Um dos principais argumentos dos separatistas é econômico. Cerca de 90% das reservas de petróleo do Reino Unido no Mar do Norte estão em território escocês, e eles alegam que, com isso, a Escócia poderia se tornar um dos países mais ricos do mundo. Já aqueles contrários à separação afirmam que as reservas irão se esgotar no futuro, e que o sucesso na exploração do petróleo e gás natural só é possível graças à contribuição do Reino Unido.
A questão da energia também gera debates, com os defensores do "não" afirmando que a Escócia sozinha não teria instalações suficientes para gerar toda a energia de que necessita, o que é refutado pelos separatistas. Caso ganhe o "sim", o período de transição se estenderá até março de 2016, quando acontecerão as primeiras eleições para um Parlamento Escocês totalmente independente. Até lá, Escócia e Reino Unido irão negociar a divisão da dívida externa e questões que envolvem desde o sistema educacional até o uso da moeda.
O primeiro-ministro escocês já sinalizou que pretende continuar usando a libra esterlina, mas isso só será possível caso haja a concordância do governo britânico, que não se mostra favorável à ideia.
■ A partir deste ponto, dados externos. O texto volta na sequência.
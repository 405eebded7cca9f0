pub mod bookings;
pub mod checkout;
pub mod recovery;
Outras opções seriam a adoção do euro ou a criação de uma moeda própria, o que economistas consideram inviável pelos altos custos.
Também indefinida é a situação do país em relação à Comunidade Europeia, já que existe uma discussão sobre ele poder aderir ao grupo automaticamente ou ser obrigado a se candidatar a uma vaga.
Os escoceses dizem ainda que gostariam de se tornar membros da Organização do Tratato do Atlântico Norte (Otan), e que pretendem criar uma Constituição própria, que entre seus itens terá a proibição de armas nucleares no país. Com isso, o governo britânico teria até 2020 para retirar o sistema de mísseis nucleares Trident da base naval de Faslane, perto de Glasgow. A Escócia deve ainda criar seu próprio aparato de inteligência, após perder o acesso a órgãos britânicos como o MI5 e o SIS, e planeja abrir mais de 100 embaixadas em diversos países. O país também quer ser um membro da Commonwealth, assim como Austrália e Canadá, e se manter uma monarquia constitucional, o que significa manter a soberania da rainha Elizabeth II e a contribuição financeira às despesas da família real.
O que acontece se a Escócia não se tornar independente? Pouca coisa deve mudar caso o "não" saia vitorioso. Mas o governo do Reino Unido já garantiu que irá ampliar a autonomia escocesa se isso acontecer. No início de setembro, o ministro das Finanças da Grã-Bretanha, George Osborne, prometeu inclusive apresentar planos que oferecerão maior autonomia à Escócia em impostos, custos e benefícios sociais.
David Cameron também afirmou que o Parlamento Escocês deverá ser fortalecido, com mais assuntos relacionados ao país sendo decididos por ele, em vez de pelo Parlamento Britânico. Caso a independência seja rejeitada, não existe previsão de realização de um novo plebiscito.
Ítens como saúde, educação, agricultura, orçamento, segurança e as relações políticas e econômicas com outros países também são alvos de discussão, em geral com argumentações semelhantes. Os favoráveis à independência dizem que todos esses setores seriam beneficiados caso fossem geridos localmente, sem a influência do governo do Reino Unido. Seus opositores, porém, garantem que a Escócia não seria tão bem sucedida quanto é hoje se não tivesse tido o apoio do Reino Unido.